- _Your assignment_
Each line below must be printed again exactly.

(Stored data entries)
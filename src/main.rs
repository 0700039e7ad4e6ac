// src/main.rs - Command-line front end for the relay session client
use clap::{Parser, Subcommand, ValueEnum};
use firmata_link::config::{self, Config};
use firmata_link::events::{LogListener, PeripheralEvent, PeripheralList};
use firmata_link::{DigitalLevel, SessionManager};
use std::path::Path;
use std::sync::Arc;
use std::time::Duration;
use tokio::sync::mpsc;
use tokio::time::timeout;

type BoxError = Box<dyn std::error::Error + Send + Sync + 'static>;

#[derive(Debug, Parser)]
#[command(name = "firmata-link", version, about = "Talk to a Firmata board through the relay")]
struct Cli {
    /// Configuration file (TOML). Defaults apply when the file is absent.
    #[arg(short, long, default_value = "firmata-link.toml")]
    config: String,

    /// Log at debug level regardless of the configured level
    #[arg(short, long)]
    verbose: bool,

    #[command(subcommand)]
    command: Command,
}

#[derive(Debug, Subcommand)]
enum Command {
    /// List the peripherals the relay can reach
    Scan,
    /// Connect and log analog inputs whenever they change, until Ctrl-C
    Monitor {
        #[arg(long)]
        port: Option<String>,
    },
    /// Connect, perform a single pin write, disconnect
    Write {
        #[arg(long)]
        port: Option<String>,
        #[arg(long)]
        pin: usize,
        #[arg(long, value_enum)]
        kind: WriteKind,
        #[arg(long)]
        value: f64,
    },
}

#[derive(Debug, Clone, Copy, ValueEnum)]
enum WriteKind {
    Digital,
    Pwm,
    Servo,
}

#[tokio::main]
async fn main() -> Result<(), BoxError> {
    let cli = Cli::parse();

    let config = if Path::new(&cli.config).exists() {
        config::load_config(&cli.config).map_err(|e| {
            eprintln!("Failed to load config from '{}': {}", cli.config, e);
            Box::new(e) as BoxError
        })?
    } else {
        Config::default()
    };

    // Initialize logging
    let level = if cli.verbose {
        tracing::Level::DEBUG
    } else {
        config.logging.tracing_level()
    };
    tracing_subscriber::fmt().with_max_level(level).init();

    tracing::info!("Relay: {}", config.relay.url);
    tracing::info!("Extension: {}", config.session.extension_id);

    let (events_tx, mut events) = mpsc::unbounded_channel();
    let mut manager =
        SessionManager::with_websocket(config.clone(), Arc::new((LogListener, events_tx)));
    let scan_limit = config.session.discovery_timeout() + Duration::from_secs(1);

    manager.scan();
    let peripherals = wait_for_peripherals(&mut events, scan_limit).await?;

    let result = match cli.command {
        Command::Scan => {
            for (id, descriptor) in &peripherals {
                println!(
                    "{}\t{}\t{}",
                    id,
                    descriptor.name.as_deref().unwrap_or("-"),
                    descriptor.transport_type.as_deref().unwrap_or("-")
                );
            }
            Ok(())
        }
        Command::Monitor { port } => monitor(&manager, &mut events, port.as_deref()).await,
        Command::Write { port, pin, kind, value } => {
            connect(&manager, &mut events, port.as_deref()).await?;
            match kind {
                WriteKind::Digital => {
                    let level = if value != 0.0 { DigitalLevel::High } else { DigitalLevel::Low };
                    manager.set_pin_value_digital(pin, level);
                }
                WriteKind::Pwm => manager.set_pin_value_pwm(pin, value),
                WriteKind::Servo => manager.set_pin_value_servo(pin, value),
            }
            // Give the fire-and-forget calls a moment to reach the relay
            tokio::time::sleep(Duration::from_millis(250)).await;
            report_pending_errors(&mut events);
            Ok(())
        }
    };

    manager.shutdown().await;
    result
}

async fn wait_for_peripherals(
    events: &mut mpsc::UnboundedReceiver<PeripheralEvent>,
    limit: Duration,
) -> Result<PeripheralList, BoxError> {
    let waited: Result<Result<PeripheralList, BoxError>, _> = timeout(limit, async {
        while let Some(event) = events.recv().await {
            match event {
                PeripheralEvent::PeripheralListUpdated(list) => return Ok(list),
                PeripheralEvent::ScanTimeout => return Err("scan timed out".into()),
                PeripheralEvent::ConnectionLost(e) | PeripheralEvent::RequestError(e) => {
                    return Err(format!("{} relay ({})", e.message, e.extension_id).into());
                }
                other => tracing::debug!("Ignoring {:?} while scanning", other),
            }
        }
        Err("event channel closed".into())
    })
    .await;
    waited.unwrap_or_else(|_| Err("no answer from relay".into()))
}

async fn connect(
    manager: &SessionManager,
    events: &mut mpsc::UnboundedReceiver<PeripheralEvent>,
    port: Option<&str>,
) -> Result<(), BoxError> {
    manager.connect(port);
    let limit = manager.config().relay.call_timeout() + Duration::from_secs(1);
    let waited: Result<Result<(), BoxError>, _> = timeout(limit, async {
        while let Some(event) = events.recv().await {
            match event {
                PeripheralEvent::Connected => return Ok(()),
                PeripheralEvent::ConnectionLost(e) | PeripheralEvent::RequestError(e) => {
                    return Err(format!("connect failed: {} board ({})", e.message, e.extension_id).into());
                }
                other => tracing::debug!("Ignoring {:?} while connecting", other),
            }
        }
        Err("event channel closed".into())
    })
    .await;
    waited.unwrap_or_else(|_| Err("connect timed out".into()))
}

async fn monitor(
    manager: &SessionManager,
    events: &mut mpsc::UnboundedReceiver<PeripheralEvent>,
    port: Option<&str>,
) -> Result<(), BoxError> {
    connect(manager, events, port).await?;
    let board = manager.board();
    tracing::info!(
        "Digital pins {:?}, PWM pins {:?}, servo pins {:?}",
        board.digital_pin_indices(),
        board.pwm_pin_indices(),
        board.servo_pin_indices()
    );

    let mut board = board.clone();
    let mut last: Vec<f64> = Vec::new();
    loop {
        tokio::select! {
            _ = tokio::signal::ctrl_c() => {
                tracing::info!("Interrupted, disconnecting");
                return Ok(());
            }
            event = events.recv() => match event {
                Some(PeripheralEvent::ConnectionLost(e)) => {
                    return Err(format!("{} board ({})", e.message, e.extension_id).into());
                }
                Some(other) => tracing::debug!("Event: {:?}", other),
                None => return Ok(()),
            },
            changed = board.changed() => {
                if changed.is_err() {
                    return Ok(());
                }
                let channels = board.snapshot().map(|b| b.analog_pins.len()).unwrap_or(0);
                let values: Vec<f64> = (0..channels).map(|n| board.analog_pin_value(n)).collect();
                if values != last {
                    tracing::info!("Analog inputs: {:?}", values);
                    last = values;
                }
            }
        }
    }
}

fn report_pending_errors(events: &mut mpsc::UnboundedReceiver<PeripheralEvent>) {
    while let Ok(event) = events.try_recv() {
        if let PeripheralEvent::RequestError(e) = event {
            tracing::error!("[{}] write {} board", e.extension_id, e.message);
        }
    }
}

- _Problem solution_
filename src/main.rs
repository 0700039e7ad4e6ac
// src/main.rs - Command-line front end for the relay session client
use clap::{Parser, Subcommand, ValueEnum};
use firmata_link::config::{self, Config};
use firmata_link::events::{LogListener, PeripheralEvent, PeripheralList};
use firmata_link::{DigitalLevel, SessionManager};
use std::path::Path;
use std::sync::Arc;
use std::time::Duration;
use tokio::sync::mpsc;
use tokio::time::timeout;

type BoxError = Box<dyn std::error::Error + Send + Sync + 'static>;

#[derive(Debug, Parser)]
#[command(name = "firmata-link", version, about = "Talk to a Firmata board through the relay")]
struct Cli {
    /// Configuration file (TOML). Defaults apply when the file is absent.
    #[arg(short, long, default_value = "firmata-link.toml")]
    config: String,

    /// Log at debug level regardless of the configured level
    #[arg(short, long)]
    verbose: bool,

    #[command(subcommand)]
    command: Command,
}

#[derive(Debug, Subcommand)]
enum Command {
    /// List the peripherals the relay can reach
    Scan,
    /// Connect and log analog inputs whenever they change, until Ctrl-C
    Monitor {
        #[arg(long)]
        port: Option<String>,
    },
    /// Connect, perform a single pin write, disconnect
    Write {
        #[arg(long)]
        port: Option<String>,
        #[arg(long)]
        pin: usize,
        #[arg(long, value_enum)]
        kind: WriteKind,
        #[arg(long)]
        value: f64,
    },
}

#[derive(Debug, Clone, Copy, ValueEnum)]
enum WriteKind {
    Digital,
    Pwm,
    Servo,
}

#[tokio::main]
async fn main() -> Result<(), BoxError> {
    let cli = Cli::parse();

    let config = if Path::new(&cli.config).exists() {
        config::load_config(&cli.config).map_err(|e| {
            eprintln!("Failed to load config from '{}': {}", cli.config, e);
            Box::new(e) as BoxError
        })?
    } else {
        Config::default()
    };

    // Initialize logging
    let level = if cli.verbose {
        tracing::Level::DEBUG
    } else {
        config.logging.tracing_level()
    };
    tracing_subscriber::fmt().with_max_level(level).init();

    tracing::info!("Relay: {}", config.relay.url);
    tracing::info!("Extension: {}", config.session.extension_id);

    let (events_tx, mut events) = mpsc::unbounded_channel();
    let mut manager =
        SessionManager::with_websocket(config.clone(), Arc::new((LogListener, events_tx)));
    let scan_limit = config.session.discovery_timeout() + Duration::from_secs(1);

    manager.scan();
    let peripherals = wait_for_peripherals(&mut events, scan_limit).await?;

    let result = match cli.command {
        Command::Scan => {
            for (id, descriptor) in &peripherals {
                println!(
                    "{}\t{}\t{}",
                    id,
                    descriptor.name.as_deref().unwrap_or("-"),
                    descriptor.transport_type.as_deref().unwrap_or("-")
                );
            }
            Ok(())
        }
        Command::Monitor { port } => monitor(&manager, &mut events, port.as_deref()).await,
        Command::Write { port, pin, kind, value } => {
            connect(&manager, &mut events, port.as_deref()).await?;
            match kind {
                WriteKind::Digital => {
                    let level = if value != 0.0 { DigitalLevel::High } else { DigitalLevel::Low };
                    manager.set_pin_value_digital(pin, level);
                }
                WriteKind::Pwm => manager.set_pin_value_pwm(pin, value),
                WriteKind::Servo => manager.set_pin_value_servo(pin, value),
            }
            // Give the fire-and-forget calls a moment to reach the relay
            tokio::time::sleep(Duration::from_millis(250)).await;
            report_pending_errors(&mut events);
            Ok(())
        }
    };

    manager.shutdown().await;
    result
}

async fn wait_for_peripherals(
    events: &mut mpsc::UnboundedReceiver<PeripheralEvent>,
    limit: Duration,
) -> Result<PeripheralList, BoxError> {
    let waited: Result<Result<PeripheralList, BoxError>, _> = timeout(limit, async {
        while let Some(event) = events.recv().await {
            match event {
                PeripheralEvent::PeripheralListUpdated(list) => return Ok(list),
                PeripheralEvent::ScanTimeout => return Err("scan timed out".into()),
                PeripheralEvent::ConnectionLost(e) | PeripheralEvent::RequestError(e) => {
                    return Err(format!("{} relay ({})", e.message, e.extension_id).into());
                }
                other => tracing::debug!("Ignoring {:?} while scanning", other),
            }
        }
        Err("event channel closed".into())
    })
    .await;
    waited.unwrap_or_else(|_| Err("no answer from relay".into()))
}

async fn connect(
    manager: &SessionManager,
    events: &mut mpsc::UnboundedReceiver<PeripheralEvent>,
    port: Option<&str>,
) -> Result<(), BoxError> {
    manager.connect(port);
    let limit = manager.config().relay.call_timeout() + Duration::from_secs(1);
    let waited: Result<Result<(), BoxError>, _> = timeout(limit, async {
        while let Some(event) = events.recv().await {
            match event {
                PeripheralEvent::Connected => return Ok(()),
                PeripheralEvent::ConnectionLost(e) | PeripheralEvent::RequestError(e) => {
                    return Err(format!("connect failed: {} board ({})", e.message, e.extension_id).into());
                }
                other => tracing::debug!("Ignoring {:?} while connecting", other),
            }
        }
        Err("event channel closed".into())
    })
    .await;
    waited.unwrap_or_else(|_| Err("connect timed out".into()))
}

async fn monitor(
    manager: &SessionManager,
    events: &mut mpsc::UnboundedReceiver<PeripheralEvent>,
    port: Option<&str>,
) -> Result<(), BoxError> {
    connect(manager, events, port).await?;
    let board = manager.board();
    tracing::info!(
        "Digital pins {:?}, PWM pins {:?}, servo pins {:?}",
        board.digital_pin_indices(),
        board.pwm_pin_indices(),
        board.servo_pin_indices()
    );

    let mut board = board.clone();
    let mut last: Vec<f64> = Vec::new();
    loop {
        tokio::select! {
            _ = tokio::signal::ctrl_c() => {
                tracing::info!("Interrupted, disconnecting");
                return Ok(());
            }
            event = events.recv() => match event {
                Some(PeripheralEvent::ConnectionLost(e)) => {
                    return Err(format!("{} board ({})", e.message, e.extension_id).into());
                }
                Some(other) => tracing::debug!("Event: {:?}", other),
                None => return Ok(()),
            },
            changed = board.changed() => {
                if changed.is_err() {
                    return Ok(());
                }
                let channels = board.snapshot().map(|b| b.analog_pins.len()).unwrap_or(0);
                let values: Vec<f64> = (0..channels).map(|n| board.analog_pin_value(n)).collect();
                if values != last {
                    tracing::info!("Analog inputs: {:?}", values);
                    last = values;
                }
            }
        }
    }
}

fn report_pending_errors(events: &mut mpsc::UnboundedReceiver<PeripheralEvent>) {
    while let Ok(event) = events.try_recv() {
        if let PeripheralEvent::RequestError(e) = event {
            tracing::error!("[{}] write {} board", e.extension_id, e.message);
        }
    }
}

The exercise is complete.